Leh, la capital de Ladakh, es una ciudadela medieval colgada a tres mil seiscientos metros sobre el nivel del mar y defendida por la imponente mole de su castillo, una réplica del Potala, la residencia del Dalai Lama en Lhasa. Al poco de que avistaran su inconfundible perfil, con sus tejados defendidos por leones rampantes y coronados por centenares de pequeños campaniles y agujas doradas, pasó junto al Cadillac otra comitiva de mujeres tocadas con esos increíbles sombreros en forma de chistera, y engalanadas con gruesas ajorcas de plata maciza y collares de lapislázuli. Frente a la austeridad del paisaje, tanto en la arquitectura como en la indumentaria, esa barroca propensión al arabesco. Y también la paradoja de esos rostros curtidos, de pieles rojas y ojos rasgados, tan semejantes a los indios de las praderas de Norteamérica. Al fin y al cabo, ¿no están más cerca un serpa y un sioux que un tibetano y un europeo, incluso que un tibetano y un chino?

Cerca de la capital, la carretera se concedía el lujo de unos kilómetros de asfalto, donde se cruzaron con el primer automóvil, una Toyota pickup cargada de carneros, entre los que sobresalían los cuerpos de un anciano y un niño embozados en abrigos de su misma piel. Tushita y el otro chófer se saludaron a bocinazos, como si no pudieran verse en medio de tanto tráfico.

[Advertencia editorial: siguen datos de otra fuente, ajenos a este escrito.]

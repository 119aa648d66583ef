use crate::domain::ports::SessionStore;
use crate::domain::session::PaymentSession;
use crate::error::Result;
use async_trait::async_trait;
use std::collections::HashMap;
use std::sync::Arc;
use tokio::sync::RwLock;

/// A thread-safe in-memory store for payment sessions.
///
/// Uses `Arc<RwLock<HashMap<String, PaymentSession>>>` for shared concurrent
/// access. The core never deletes sessions; stale-pending cleanup is an
/// external housekeeping concern.
#[derive(Default, Clone)]
pub struct InMemorySessionStore {
    sessions: Arc<RwLock<HashMap<String, PaymentSession>>>,
}

impl InMemorySessionStore {
    /// Creates a new, empty in-memory session store.
    pub fn new() -> Self {
        Self::default()
    }
}

#[async_trait]
impl SessionStore for InMemorySessionStore {
    async fn store(&self, session: PaymentSession) -> Result<()> {
        let mut sessions = self.sessions.write().await;
        sessions.insert(session.id.clone(), session);
        Ok(())
    }

    async fn get(&self, session_id: &str) -> Result<Option<PaymentSession>> {
        let sessions = self.sessions.read().await;
        Ok(sessions.get(session_id).cloned())
    }

    async fn all(&self) -> Result<Vec<PaymentSession>> {
        let sessions = self.sessions.read().await;
        Ok(sessions.values().cloned().collect())
    }
}
use crate::error::{ErrorCode, PaytermError};
use chrono::{DateTime, Utc};
use serde::{Deserialize, Serialize};
use uuid::Uuid;

/// Currencies the terminal fleet accepts. Single-valued in practice.
pub const SUPPORTED_CURRENCIES: [&str; 1] = ["RUB"];

/// A positive payment amount in minor currency units (kopecks).
///
/// Amounts are integral by contract; fractional minor units do not exist.
#[derive(Debug, Clone, Copy, PartialEq, Eq, PartialOrd, Ord, Serialize, Deserialize)]
#[serde(transparent)]
pub struct Amount(u64);

impl Amount {
    pub fn new(value: u64) -> Result<Self, PaytermError> {
        if value > 0 {
            Ok(Self(value))
        } else {
            Err(PaytermError::Validation(
                "amount must be positive".to_string(),
            ))
        }
    }

    pub fn value(&self) -> u64 {
        self.0
    }
}

impl TryFrom<u64> for Amount {
    type Error = PaytermError;

    fn try_from(value: u64) -> Result<Self, Self::Error> {
        Self::new(value)
    }
}

#[derive(Debug, Serialize, Deserialize, PartialEq, Eq, Clone, Copy)]
#[serde(rename_all = "lowercase")]
pub enum PaymentMethod {
    Nfc,
    Qr,
}

#[derive(Debug, Serialize, Deserialize, PartialEq, Eq, Clone, Copy)]
#[serde(rename_all = "lowercase")]
pub enum SessionStatus {
    Pending,
    Processing,
    Authorized,
    Completed,
    Failed,
}

impl SessionStatus {
    /// Terminal in the state-machine sense: no further transitions.
    pub fn is_terminal(&self) -> bool {
        matches!(self, Self::Completed | Self::Failed)
    }

    pub fn as_str(&self) -> &'static str {
        match self {
            Self::Pending => "pending",
            Self::Processing => "processing",
            Self::Authorized => "authorized",
            Self::Completed => "completed",
            Self::Failed => "failed",
        }
    }
}

/// One payment attempt's full record, from request to terminal outcome.
///
/// Mutated only through the transition methods below, which enforce the
/// pending -> processing -> authorized -> completed machine and keep
/// `completed_at` in lockstep with terminal states. All transitions out of
/// `Completed`/`Failed` are rejected without touching state.
#[derive(Debug, Serialize, Deserialize, PartialEq, Clone)]
#[serde(rename_all = "camelCase")]
pub struct PaymentSession {
    pub id: String,
    pub terminal_id: String,
    pub amount: Amount,
    pub currency: String,
    pub method: Option<PaymentMethod>,
    pub status: SessionStatus,
    pub bank_transaction_id: Option<String>,
    pub error_code: Option<ErrorCode>,
    pub created_at: DateTime<Utc>,
    pub completed_at: Option<DateTime<Utc>>,
}

impl PaymentSession {
    pub fn new(terminal_id: &str, amount: Amount, currency: &str) -> Self {
        Self {
            id: Uuid::new_v4().to_string(),
            terminal_id: terminal_id.to_string(),
            amount,
            currency: currency.to_string(),
            method: None,
            status: SessionStatus::Pending,
            bank_transaction_id: None,
            error_code: None,
            created_at: Utc::now(),
            completed_at: None,
        }
    }

    fn reject(&self, event: &'static str) -> PaytermError {
        PaytermError::InvalidTransition {
            session_id: self.id.clone(),
            state: self.status.as_str(),
            event,
        }
    }

    /// pending -> processing, recording the detected method.
    pub fn begin_processing(&mut self, method: PaymentMethod) -> Result<(), PaytermError> {
        if self.status != SessionStatus::Pending {
            return Err(self.reject("method detection"));
        }
        self.method = Some(method);
        self.status = SessionStatus::Processing;
        Ok(())
    }

    /// processing -> authorized, recording the bank transaction reference.
    pub fn record_authorization(&mut self, bank_transaction_id: &str) -> Result<(), PaytermError> {
        if self.status != SessionStatus::Processing {
            return Err(self.reject("authorization"));
        }
        self.bank_transaction_id = Some(bank_transaction_id.to_string());
        self.status = SessionStatus::Authorized;
        Ok(())
    }

    /// authorized -> completed. Also accepts pending/processing -> completed
    /// for externally confirmed outcomes, which bypass the simulator.
    pub fn complete(&mut self) -> Result<(), PaytermError> {
        if self.status.is_terminal() {
            return Err(self.reject("completion"));
        }
        self.status = SessionStatus::Completed;
        self.completed_at = Some(Utc::now());
        Ok(())
    }

    /// Any non-terminal state -> failed, recording the error code.
    pub fn fail(&mut self, code: ErrorCode) -> Result<(), PaytermError> {
        if self.status.is_terminal() {
            return Err(self.reject("failure"));
        }
        self.status = SessionStatus::Failed;
        self.error_code = Some(code);
        self.completed_at = Some(Utc::now());
        Ok(())
    }
}

#[cfg(test)]
mod tests {
    use super::*;

    fn session() -> PaymentSession {
        PaymentSession::new("T1", Amount::new(10000).unwrap(), "RUB")
    }

    #[test]
    fn test_amount_validation() {
        assert!(Amount::new(1).is_ok());
        assert!(matches!(Amount::new(0), Err(PaytermError::Validation(_))));
    }

    #[test]
    fn test_new_session_is_pending() {
        let s = session();
        assert_eq!(s.status, SessionStatus::Pending);
        assert_eq!(s.amount.value(), 10000);
        assert!(s.method.is_none());
        assert!(s.bank_transaction_id.is_none());
        assert!(s.completed_at.is_none());
    }

    #[test]
    fn test_happy_path_transitions() {
        let mut s = session();
        s.begin_processing(PaymentMethod::Nfc).unwrap();
        assert_eq!(s.status, SessionStatus::Processing);
        assert_eq!(s.method, Some(PaymentMethod::Nfc));

        s.record_authorization("tx-1").unwrap();
        assert_eq!(s.status, SessionStatus::Authorized);
        assert_eq!(s.bank_transaction_id.as_deref(), Some("tx-1"));

        s.complete().unwrap();
        assert_eq!(s.status, SessionStatus::Completed);
        assert!(s.completed_at.is_some());
    }

    fn assert_fails(mut s: PaymentSession) {
        s.fail(ErrorCode::TransactionDeclined).unwrap();
        assert_eq!(s.status, SessionStatus::Failed);
        assert_eq!(s.error_code, Some(ErrorCode::TransactionDeclined));
        assert!(s.completed_at.is_some());
    }

    #[test]
    fn test_failure_from_each_live_state() {
        assert_fails(session());

        let mut processing = session();
        processing.begin_processing(PaymentMethod::Qr).unwrap();
        assert_fails(processing);

        let mut authorized = session();
        authorized.begin_processing(PaymentMethod::Qr).unwrap();
        authorized.record_authorization("tx").unwrap();
        assert_fails(authorized);
    }

    #[test]
    fn test_terminal_states_reject_everything() {
        let mut s = session();
        s.begin_processing(PaymentMethod::Nfc).unwrap();
        s.record_authorization("tx").unwrap();
        s.complete().unwrap();

        assert!(matches!(
            s.begin_processing(PaymentMethod::Nfc),
            Err(PaytermError::InvalidTransition { .. })
        ));
        assert!(s.fail(ErrorCode::NetworkError).is_err());
        assert!(s.complete().is_err());
        assert_eq!(s.status, SessionStatus::Completed);
        assert!(s.error_code.is_none());
    }

    #[test]
    fn test_authorize_requires_processing() {
        let mut s = session();
        assert!(s.record_authorization("tx").is_err());
        assert_eq!(s.status, SessionStatus::Pending);
        assert!(s.bank_transaction_id.is_none());
    }

    #[test]
    fn test_external_completion_from_processing() {
        let mut s = session();
        s.begin_processing(PaymentMethod::Qr).unwrap();
        s.complete().unwrap();
        assert_eq!(s.status, SessionStatus::Completed);
    }
}
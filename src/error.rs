use chrono::{DateTime, Utc};
use serde::{Deserialize, Serialize};
use thiserror::Error;

/// How long a terminal display holds an error screen before auto-returning.
pub const DISPLAY_TIMEOUT_MS: u64 = 5000;

pub type Result<T> = std::result::Result<T, PaytermError>;

#[derive(Error, Debug)]
pub enum PaytermError {
    #[error("validation error: {0}")]
    Validation(String),
    #[error("no live connection for terminal {0}")]
    TerminalNotConnected(String),
    #[error("session {0} not found")]
    SessionNotFound(String),
    #[error("session {session_id}: cannot apply {event} in state {state}")]
    InvalidTransition {
        session_id: String,
        state: &'static str,
        event: &'static str,
    },
    #[error("storage error: {0}")]
    Storage(String),
    #[error("unrecognized event type: {0}")]
    UnrecognizedEvent(String),
}

/// Where a client-visible error originated. The display layer keys retry
/// affordances and copy off this, never off the individual code.
#[derive(Debug, Serialize, Deserialize, PartialEq, Eq, Clone, Copy)]
#[serde(rename_all = "lowercase")]
pub enum ErrorOrigin {
    Bank,
    Method,
    System,
    Timeout,
}

/// Closed taxonomy of codes surfaced to terminals and clients.
#[derive(Debug, Serialize, Deserialize, PartialEq, Eq, Clone, Copy, Hash)]
#[serde(rename_all = "SCREAMING_SNAKE_CASE")]
pub enum ErrorCode {
    // Bank-origin declines
    InsufficientFunds,
    CardBlocked,
    NetworkError,
    InvalidCard,
    ExpiredCard,
    TransactionDeclined,
    CaptureFailed,
    // Method-origin (nfc/qr)
    MethodUnsupported,
    ReadFailure,
    MethodTimeout,
    GenerationFailure,
    GenerationNetworkError,
    MethodPaymentFailure,
    MethodExpired,
    // System-origin
    ConnectionLost,
    StorageFailure,
    InternalError,
    // Generic display timeout
    Timeout,
}

/// The six codes an authorize() decline is drawn from.
pub const BANK_DECLINE_CODES: [ErrorCode; 6] = [
    ErrorCode::InsufficientFunds,
    ErrorCode::CardBlocked,
    ErrorCode::NetworkError,
    ErrorCode::InvalidCard,
    ErrorCode::ExpiredCard,
    ErrorCode::TransactionDeclined,
];

impl ErrorCode {
    pub fn origin(&self) -> ErrorOrigin {
        match self {
            Self::InsufficientFunds
            | Self::CardBlocked
            | Self::NetworkError
            | Self::InvalidCard
            | Self::ExpiredCard
            | Self::TransactionDeclined
            | Self::CaptureFailed => ErrorOrigin::Bank,
            Self::MethodUnsupported
            | Self::ReadFailure
            | Self::MethodTimeout
            | Self::GenerationFailure
            | Self::GenerationNetworkError
            | Self::MethodPaymentFailure
            | Self::MethodExpired => ErrorOrigin::Method,
            Self::ConnectionLost | Self::StorageFailure | Self::InternalError => {
                ErrorOrigin::System
            }
            Self::Timeout => ErrorOrigin::Timeout,
        }
    }

    /// Whether the terminal should offer a retry affordance.
    pub fn retryable(&self) -> bool {
        self.origin() != ErrorOrigin::System
    }

    /// Canned human-readable message for the terminal display.
    pub fn message(&self) -> &'static str {
        match self {
            Self::InsufficientFunds => "Insufficient funds on card",
            Self::CardBlocked => "Card is blocked",
            Self::NetworkError => "Bank network error, try again",
            Self::InvalidCard => "Invalid card",
            Self::ExpiredCard => "Card has expired",
            Self::TransactionDeclined => "Transaction declined by bank",
            Self::CaptureFailed => "Capture failed: authorization expired",
            Self::MethodUnsupported => "Payment method not supported",
            Self::ReadFailure => "Could not read card, try again",
            Self::MethodTimeout => "Payment method timed out",
            Self::GenerationFailure => "Could not generate payment code",
            Self::GenerationNetworkError => "Network error while generating payment code",
            Self::MethodPaymentFailure => "Payment was not completed",
            Self::MethodExpired => "Payment code expired",
            Self::ConnectionLost => "Terminal connection lost",
            Self::StorageFailure => "Internal storage failure",
            Self::InternalError => "Internal error",
            Self::Timeout => "Operation timed out",
        }
    }

    pub fn report(&self) -> ErrorReport {
        ErrorReport {
            code: *self,
            message: self.message().to_string(),
            origin: self.origin(),
            retryable: self.retryable(),
            display_timeout_ms: DISPLAY_TIMEOUT_MS,
            timestamp: Utc::now(),
        }
    }
}

/// Uniform client-visible error shape. Every failure, regardless of origin,
/// reaches the terminal in this form so the display layer needs no
/// origin-specific logic.
#[derive(Debug, Serialize, Deserialize, PartialEq, Clone)]
#[serde(rename_all = "camelCase")]
pub struct ErrorReport {
    pub code: ErrorCode,
    pub message: String,
    pub origin: ErrorOrigin,
    pub retryable: bool,
    pub display_timeout_ms: u64,
    pub timestamp: DateTime<Utc>,
}
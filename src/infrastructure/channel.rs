use crate::interfaces::events::{ServerEvent, TerminalProfile};
use std::collections::HashMap;
use std::sync::Arc;
use tokio::sync::{RwLock, mpsc};
use tracing::{debug, warn};
use uuid::Uuid;

/// One live handle to a terminal's event stream.
///
/// The `connection_id` identifies this particular connection, independent of
/// the terminal id it is registered under; unregistration matches on it so a
/// stale disconnect cannot evict a newer registration for the same terminal.
#[derive(Debug, Clone)]
pub struct TerminalConnection {
    connection_id: Uuid,
    sender: mpsc::UnboundedSender<ServerEvent>,
}

impl TerminalConnection {
    /// Wraps a transport sender, returning the connection plus the receiving
    /// half the transport (or a test) drains.
    pub fn new() -> (Self, mpsc::UnboundedReceiver<ServerEvent>) {
        let (sender, receiver) = mpsc::unbounded_channel();
        (
            Self {
                connection_id: Uuid::new_v4(),
                sender,
            },
            receiver,
        )
    }

    pub fn connection_id(&self) -> Uuid {
        self.connection_id
    }

    /// Hands an event straight to this connection's transport, bypassing the
    /// registry. Used for acks and for error replies to unregistered senders.
    pub fn push(&self, event: ServerEvent) -> bool {
        self.sender.send(event).is_ok()
    }
}

/// Exclusive owner of the terminal-id -> connection mapping.
///
/// At most one live connection is tracked per terminal id; a newer
/// registration silently replaces the older entry.
#[derive(Default, Clone)]
pub struct TerminalChannel {
    connections: Arc<RwLock<HashMap<String, TerminalConnection>>>,
}

impl TerminalChannel {
    pub fn new() -> Self {
        Self::default()
    }

    /// Records `connection` as the live handle for `terminal_id` and
    /// immediately acks with a `terminal_config` event.
    pub async fn register(
        &self,
        terminal_id: &str,
        profile: TerminalProfile,
        connection: TerminalConnection,
    ) {
        let ack = ServerEvent::TerminalConfig {
            terminal_id: terminal_id.to_string(),
            profile,
        };
        connection.push(ack);

        let mut connections = self.connections.write().await;
        if connections
            .insert(terminal_id.to_string(), connection)
            .is_some()
        {
            debug!(terminal_id, "replaced existing terminal connection");
        }
    }

    /// Removes the mapping only when the stored handle is this exact
    /// connection. A close event from a replaced connection is a no-op.
    pub async fn unregister(&self, connection: &TerminalConnection) {
        let mut connections = self.connections.write().await;
        connections.retain(|_, live| live.connection_id != connection.connection_id);
    }

    /// Hands `event` to the terminal's transport. `false` means "not
    /// delivered" (no registration, or the transport is gone), never an
    /// error.
    pub async fn send(&self, terminal_id: &str, event: ServerEvent) -> bool {
        let connections = self.connections.read().await;
        match connections.get(terminal_id) {
            Some(connection) => {
                let delivered = connection.push(event);
                if !delivered {
                    warn!(terminal_id, "terminal transport closed, event dropped");
                }
                delivered
            }
            None => false,
        }
    }

    /// Terminal ids arrive from untrusted client input; blank or
    /// whitespace-only ids are simply "not connected".
    pub async fn is_connected(&self, terminal_id: &str) -> bool {
        if terminal_id.trim().is_empty() {
            return false;
        }
        let connections = self.connections.read().await;
        connections
            .get(terminal_id)
            .is_some_and(|c| !c.sender.is_closed())
    }

    pub async fn connected_terminals(&self) -> Vec<String> {
        let connections = self.connections.read().await;
        connections
            .iter()
            .filter(|(_, c)| !c.sender.is_closed())
            .map(|(id, _)| id.clone())
            .collect()
    }
}
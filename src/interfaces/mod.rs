pub mod events;
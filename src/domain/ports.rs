use super::bank::{AuthorizationResult, CaptureResult, PaymentData, VoidResult};
use super::session::{Amount, PaymentSession};
use crate::error::Result;
use async_trait::async_trait;

#[async_trait]
pub trait SessionStore: Send + Sync {
    async fn store(&self, session: PaymentSession) -> Result<()>;
    async fn get(&self, session_id: &str) -> Result<Option<PaymentSession>>;
    async fn all(&self) -> Result<Vec<PaymentSession>>;
}

/// Acquiring-bank port. Implementations answer asynchronously and never
/// resolve a capture before its authorize has resolved; the orchestrator
/// relies on that by awaiting each step in turn.
#[async_trait]
pub trait AcquirerBank: Send + Sync {
    async fn authorize(&self, payment: PaymentData) -> Result<AuthorizationResult>;
    async fn capture(&self, transaction_id: &str, amount: Amount) -> Result<CaptureResult>;
    async fn void(&self, transaction_id: &str) -> Result<VoidResult>;
}

pub type SessionStoreBox = Box<dyn SessionStore>;
pub type BankBox = Box<dyn AcquirerBank>;
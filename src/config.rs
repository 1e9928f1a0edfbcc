//! Grid configuration.
//!
//! Durations are stored in milliseconds so the struct deserializes from plain
//! JSON/env values. Every field has a default; `from_env` overlays `GRID_*`
//! variables on top of those defaults.

use serde::{Deserialize, Serialize};
use std::time::Duration;

const DEFAULT_NODE_TIMEOUT_MS: u64 = 10_000;
const DEFAULT_HEARTBEAT_INTERVAL_MS: u64 = 1_000;
const DEFAULT_RPC_TIMEOUT_MS: u64 = 2_000;

#[derive(Debug, Clone, Serialize, Deserialize, PartialEq)]
#[serde(default)]
pub struct GridConfig {
    /// Name shared by every node of the same grid.
    pub grid_name: String,
    /// A node (or coordinator) silent for longer than this is considered gone.
    pub node_timeout_ms: u64,
    /// Interval between progress heartbeats and coordinator polling rounds.
    pub heartbeat_interval_ms: u64,
    /// Upper bound for a whole task. `None` means wait until every node is done.
    pub task_timeout_ms: Option<u64>,
    /// Deadline for a single node RPC.
    pub rpc_timeout_ms: u64,
}

impl Default for GridConfig {
    fn default() -> Self {
        Self {
            grid_name: "crawl-grid".to_string(),
            node_timeout_ms: DEFAULT_NODE_TIMEOUT_MS,
            heartbeat_interval_ms: DEFAULT_HEARTBEAT_INTERVAL_MS,
            task_timeout_ms: None,
            rpc_timeout_ms: DEFAULT_RPC_TIMEOUT_MS,
        }
    }
}

impl GridConfig {
    pub fn new(grid_name: &str) -> Self {
        Self {
            grid_name: grid_name.to_string(),
            ..Self::default()
        }
    }

    /// Loads defaults then applies `GRID_NAME`, `GRID_NODE_TIMEOUT_MS`,
    /// `GRID_HEARTBEAT_INTERVAL_MS`, `GRID_TASK_TIMEOUT_MS` and
    /// `GRID_RPC_TIMEOUT_MS` when present and parseable.
    pub fn from_env() -> Self {
        let mut config = Self::default();

        if let Ok(name) = std::env::var("GRID_NAME")
            && !name.trim().is_empty()
        {
            config.grid_name = name;
        }
        if let Some(ms) = env_millis("GRID_NODE_TIMEOUT_MS") {
            config.node_timeout_ms = ms;
        }
        if let Some(ms) = env_millis("GRID_HEARTBEAT_INTERVAL_MS") {
            config.heartbeat_interval_ms = ms;
        }
        if let Some(ms) = env_millis("GRID_TASK_TIMEOUT_MS") {
            config.task_timeout_ms = Some(ms);
        }
        if let Some(ms) = env_millis("GRID_RPC_TIMEOUT_MS") {
            config.rpc_timeout_ms = ms;
        }

        config
    }

    pub fn with_node_timeout(mut self, timeout: Duration) -> Self {
        self.node_timeout_ms = timeout.as_millis() as u64;
        self
    }

    pub fn with_heartbeat_interval(mut self, interval: Duration) -> Self {
        self.heartbeat_interval_ms = interval.as_millis() as u64;
        self
    }

    pub fn with_task_timeout(mut self, timeout: Option<Duration>) -> Self {
        self.task_timeout_ms = timeout.map(|t| t.as_millis() as u64);
        self
    }

    pub fn with_rpc_timeout(mut self, timeout: Duration) -> Self {
        self.rpc_timeout_ms = timeout.as_millis() as u64;
        self
    }

    pub fn node_timeout(&self) -> Duration {
        Duration::from_millis(self.node_timeout_ms)
    }

    pub fn heartbeat_interval(&self) -> Duration {
        Duration::from_millis(self.heartbeat_interval_ms.max(1))
    }

    pub fn task_timeout(&self) -> Option<Duration> {
        self.task_timeout_ms.map(Duration::from_millis)
    }

    pub fn rpc_timeout(&self) -> Duration {
        Duration::from_millis(self.rpc_timeout_ms)
    }
}

fn env_millis(key: &str) -> Option<u64> {
    match std::env::var(key) {
        Ok(raw) => match raw.trim().parse::<u64>() {
            Ok(ms) => Some(ms),
            Err(e) => {
                tracing::warn!("Ignoring {}={:?}: {}", key, raw, e);
                None
            }
        },
        Err(_) => None,
    }
}
use serde::{Deserialize, Serialize};
use std::fmt;
use std::time::Instant;

/// Unique identity of one incarnation of a node. A node rejoining under the
/// same address gets a fresh id.
#[derive(Debug, Clone, Serialize, Deserialize, PartialEq, Eq, Hash)]
pub struct NodeId(pub String);

impl NodeId {
    pub fn new() -> Self {
        Self(uuid::Uuid::new_v4().to_string())
    }
}

impl Default for NodeId {
    fn default() -> Self {
        Self::new()
    }
}

/// Logical address of a grid node, unique within a grid.
#[derive(Debug, Clone, Serialize, Deserialize, PartialEq, Eq, Hash, PartialOrd, Ord)]
pub struct NodeAddress(pub String);

impl NodeAddress {
    pub fn new(name: &str) -> Self {
        Self(name.to_string())
    }

    pub fn as_str(&self) -> &str {
        &self.0
    }
}

impl fmt::Display for NodeAddress {
    fn fmt(&self, f: &mut fmt::Formatter<'_>) -> fmt::Result {
        f.write_str(&self.0)
    }
}

impl From<&str> for NodeAddress {
    fn from(name: &str) -> Self {
        Self::new(name)
    }
}

#[derive(Debug, Clone, Copy, Serialize, Deserialize, PartialEq, Eq)]
pub enum NodeState {
    Alive,
    Suspect,
    Dead,
}

/// A member of the grid view.
///
/// `incarnation` orders members by join time: the live member with the
/// lowest incarnation is the coordinator.
#[derive(Debug, Clone, Serialize, Deserialize)]
pub struct Node {
    pub id: NodeId,
    pub address: NodeAddress,
    pub state: NodeState,
    pub incarnation: u64,

    #[serde(skip)]
    pub last_seen: Option<Instant>,
}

–No me digas que es tu abuelo paseando al Dalai Lama.

Tushita encajó la ironía:

–Le gustaba pasear de noche, cuando la calle estaba vacía. ¿Recuerda lo que le he contado?

–Sí, claro… El mítico Potala, años veinte. Un Dodge y dos Aston Martin ocultos en una cuadra…

–Y el Dalai Lama con un gran papagayo en la mano.

–Será una broma, supongo…

–No, no, míster, el Potala tenía un pequeño zoológico, y el papagayo era el animal preferido del Buda viviente. Era un bicho enorme, azul y rojo, con un pico que daba miedo. Pero al Dalai no le hacía nada. Lo sacaba en todas las grandes fiestas, y cada vez que el animal gritaba una palabra, ya se puede imaginar, toda la multitud se estremecía. Para ellos el grito del papagayo era como un mensaje de los dioses…

–Y luego el Buda viviente se daba un paseo en su Aston Martin, con tu abuelo y el papagayo.

–En cuanto se apagaban las pocas luces de la ciudad, se ponía al volante del Aston Martin y se daba una vuelta desde el Potala hasta el Norbulingka, su residencia de verano. Claro que aquellos eran otros tiempos…

–Sí, eran otros tiempos.

El Cadillac se detuvo para dejar pasar a un rebaño de dzos, un cruce de yak y buey, conducidos por un par de adolescentes encaramados sobre sus grupas.

–Ya estamos saliendo de Leh, en un par de horas llegamos a Mulbek, señor. Prepárese para ver algo grande.